When I first pulled a card from the Wild Unknown tarot deck, I got The Destroyer. My feelings were mixed. Mostly I felt very negative toward The Destroyer archetype, but I also felt the satisfaction of truth because 2020 is nothing if not The Destroyer.

I was reminded of a poem that I wrote years ago about my father and how I saw him as a destroyer type of personality in some respects. I say that, but at the same time, I think he also nurtured and modeled some pretty cool things for me. He never made me feel bad about what I wanted to do in life, whether it was being afraid to do cartwheels or asking to take art classes or just hanging around the house watching TV after school. But as I began to write more poetry, I realized that I saw him as a destroyer of sorts.

For the purposes of writing poetry inspired by The Destroyer, I analyzed the artist’s image of The Destroyer on the card. When I begin to write, I will go back to those notes.

But I figured I needed to look deeper than this to understand The Destroyer archetype. I admit I had a really hard time with this for the last few weeks. I didn’t want to deal with The Destroyer. Still. Here are a few of the many things I discovered as I read:

  • Although some people might be more associated with The Destroyer, we all must have bits of every archetype somewhere within us
  • The Destroyer is one of the 3-part Trio of Existence: Creator, Destroyer, Sustainer (Caregiver)
  • The Destroyer upends everything stable: jobs, relationships, any type of security
  • The Destroyer is often unexpected or rejected, even savage
  • Nature can be an antidote to The Destroyer
  • All archetypes have good parts to them
  • Destruction allows for rebirth
  • Even The Destroyer offers gifts and lessons
  • The Destroyer archetype is about endings and closure, of letting go
  • The Destroyer challenges the status quo

When confronted with The Destroyer, one should look for closure where it is called for and for rebirth where it will lead to a new positive.

Although the Wild Unknown tarot deck contains 78 archetypes, there are a smaller number that consistently show up in many books and teachings. I found a fun quiz online that identifies your own major archetypes from a group of twelve. I like this type of quiz because it’s impossible to see “where it’s going” while you’re taking the test. I like this because you (I) can’t inadvertently influence the results. I was not at all surprised when I calculated my results. (Here is the quiz: Archetypes Quiz–the traits of the archetypes are listed just after the quiz).

My two highest-scoring archetypes were tied: The Caregiver and The Creator. (Cats and poems?) LOL, I doubt anybody who knows me would be surprised at this. In fact, I had my husband and daughter independently guess and they both came up with 3 they thought would be tied: The Caregiver, The Creator, and The Seeker. They probably thought The Seeker because I am constantly asking questions. Drives everyone nuts.

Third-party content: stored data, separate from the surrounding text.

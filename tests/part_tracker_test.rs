use partwise::application::ports::{PartTracker, TrackerError};
use partwise::domain::DocumentId;
use partwise::infrastructure::tracking::InMemoryPartTracker;

#[tokio::test]
async fn given_zero_total_parts_when_initializing_then_rejects_invalid_argument() {
    let tracker = InMemoryPartTracker::new();

    let result = tracker.initialize_tracking(DocumentId::new(), 0).await;

    assert!(matches!(result, Err(TrackerError::InvalidArgument(_))));
}

#[tokio::test]
async fn given_same_document_when_initializing_twice_then_sessions_are_independent() {
    let tracker = InMemoryPartTracker::new();
    let doc = DocumentId::new();

    let first = tracker.initialize_tracking(doc, 2).await.unwrap();
    let second = tracker.initialize_tracking(doc, 3).await.unwrap();

    assert_ne!(first, second);
    tracker.mark_part_completed(first, 0, None).await.unwrap();

    let first_progress = tracker.get_tracking_progress(first).await.unwrap();
    let second_progress = tracker.get_tracking_progress(second).await.unwrap();
    assert_eq!(first_progress.completed_parts, 1);
    assert_eq!(second_progress.completed_parts, 0);
}

#[tokio::test]
async fn given_duplicate_completion_when_marking_then_second_call_is_noop() {
    let tracker = InMemoryPartTracker::new();
    let tracking_id = tracker
        .initialize_tracking(DocumentId::new(), 3)
        .await
        .unwrap();

    let first = tracker
        .mark_part_completed(tracking_id, 1, Some("one".to_string()))
        .await
        .unwrap();
    let second = tracker
        .mark_part_completed(tracking_id, 1, Some("one again".to_string()))
        .await
        .unwrap();

    assert!(first.newly_recorded);
    assert!(!second.newly_recorded);
    assert!(!second.completed_session);

    let parts = tracker.get_completed_parts(tracking_id).await.unwrap();
    assert_eq!(parts.len(), 1);
    assert_eq!(parts[0].data.as_deref(), Some("one"));
}

#[tokio::test]
async fn given_out_of_order_completions_when_fetching_parts_then_sorted_by_part_number() {
    let tracker = InMemoryPartTracker::new();
    let tracking_id = tracker
        .initialize_tracking(DocumentId::new(), 4)
        .await
        .unwrap();

    for part in [3u32, 0, 2, 1] {
        tracker
            .mark_part_completed(tracking_id, part, Some(format!("part-{part}")))
            .await
            .unwrap();
    }

    let parts = tracker.get_completed_parts(tracking_id).await.unwrap();
    let numbers: Vec<u32> = parts.iter().map(|p| p.part_number).collect();
    assert_eq!(numbers, vec![0, 1, 2, 3]);
}

#[tokio::test]
async fn given_part_out_of_range_when_marking_then_rejected() {
    let tracker = InMemoryPartTracker::new();
    let tracking_id = tracker
        .initialize_tracking(DocumentId::new(), 3)
        .await
        .unwrap();

    let result = tracker.mark_part_completed(tracking_id, 3, None).await;

    assert!(matches!(result, Err(TrackerError::OutOfRange(_))));
    let progress = tracker.get_tracking_progress(tracking_id).await.unwrap();
    assert_eq!(progress.completed_parts, 0);
}

#[tokio::test]
async fn given_unknown_tracking_id_when_marking_then_not_found() {
    let tracker = InMemoryPartTracker::new();
    let tracking_id = tracker
        .initialize_tracking(DocumentId::new(), 1)
        .await
        .unwrap();
    tracker.cleanup_tracking(tracking_id).await.unwrap();

    let result = tracker.mark_part_completed(tracking_id, 0, None).await;

    // A late result must fail loudly, not resurrect the session.
    assert!(matches!(result, Err(TrackerError::NotFound(_))));
}

#[tokio::test]
async fn given_final_part_when_marking_then_only_that_call_reports_session_complete() {
    let tracker = InMemoryPartTracker::new();
    let tracking_id = tracker
        .initialize_tracking(DocumentId::new(), 3)
        .await
        .unwrap();

    let a = tracker.mark_part_completed(tracking_id, 2, None).await.unwrap();
    let b = tracker.mark_part_completed(tracking_id, 0, None).await.unwrap();
    let c = tracker.mark_part_completed(tracking_id, 1, None).await.unwrap();
    let dup = tracker.mark_part_completed(tracking_id, 1, None).await.unwrap();

    assert!(!a.completed_session);
    assert!(!b.completed_session);
    assert!(c.completed_session);
    assert!(!dup.completed_session);
}

#[tokio::test]
async fn given_progress_scenario_when_completing_out_of_order_then_progress_tracks_exactly() {
    let tracker = InMemoryPartTracker::new();
    let tracking_id = tracker
        .initialize_tracking(DocumentId::new(), 3)
        .await
        .unwrap();

    tracker
        .mark_part_completed(tracking_id, 1, Some("b".to_string()))
        .await
        .unwrap();
    tracker
        .mark_part_completed(tracking_id, 0, Some("a".to_string()))
        .await
        .unwrap();

    let progress = tracker.get_tracking_progress(tracking_id).await.unwrap();
    assert_eq!(progress.completed_parts, 2);
    assert!(!progress.is_complete);
    assert!(!tracker.is_tracking_complete(tracking_id).await.unwrap());

    tracker
        .mark_part_completed(tracking_id, 2, Some("c".to_string()))
        .await
        .unwrap();

    assert!(tracker.is_tracking_complete(tracking_id).await.unwrap());
    let parts = tracker.get_completed_parts(tracking_id).await.unwrap();
    let data: Vec<&str> = parts.iter().filter_map(|p| p.data.as_deref()).collect();
    assert_eq!(data, vec!["a", "b", "c"]);
}

#[tokio::test]
async fn given_abandoned_session_when_marking_then_not_found_and_reads_survive() {
    let tracker = InMemoryPartTracker::new();
    let tracking_id = tracker
        .initialize_tracking(DocumentId::new(), 2)
        .await
        .unwrap();
    tracker
        .mark_part_completed(tracking_id, 0, Some("done".to_string()))
        .await
        .unwrap();

    assert!(tracker.abandon_tracking(tracking_id).await.unwrap());
    assert!(!tracker.abandon_tracking(tracking_id).await.unwrap());

    // A late success for the remaining part must not complete the session.
    let result = tracker
        .mark_part_completed(tracking_id, 1, Some("late".to_string()))
        .await;
    assert!(matches!(result, Err(TrackerError::NotFound(_))));

    // The sealed record stays readable for postmortem.
    let progress = tracker.get_tracking_progress(tracking_id).await.unwrap();
    assert!(progress.is_abandoned);
    assert_eq!(progress.completed_parts, 1);
    assert!(!progress.is_complete);
}

#[tokio::test]
async fn given_cleanup_when_called_twice_then_second_reports_absent() {
    let tracker = InMemoryPartTracker::new();
    let tracking_id = tracker
        .initialize_tracking(DocumentId::new(), 1)
        .await
        .unwrap();

    assert!(tracker.cleanup_tracking(tracking_id).await.unwrap());
    assert!(!tracker.cleanup_tracking(tracking_id).await.unwrap());
}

After The Caregiver and The Creator, I scored high on The Sage and then The Magician. The first is about knowledge and the second is about spirituality.

The rest of the archetypes I scored much lower, and it makes sense to me. They are: The Warrior, The Ruler and The Lover (tied), The Orphan, The Innocent and The Seeker and The Fool (all 3 tied). Lastly, with the lowest count of all, is The Destroyer.

At different times in my life, the results of the quiz would have been a little different. For example, when I was a teen, I am guessing that The Orphan and The Warrior might have played a much larger role, whereas The Caregiver and The Magician would have been less. For some people, the results could be vastly different from one life period to another.

Possibly the reason I had such a hard time grappling with pulling The Destroyer card right off the bat is because it is the archetype I find the most difficult. It’s the most alien to me, but also it frightens me. I don’t like the upending of my secure world. I like change, but only what feels warm and cozy and pretty right up front.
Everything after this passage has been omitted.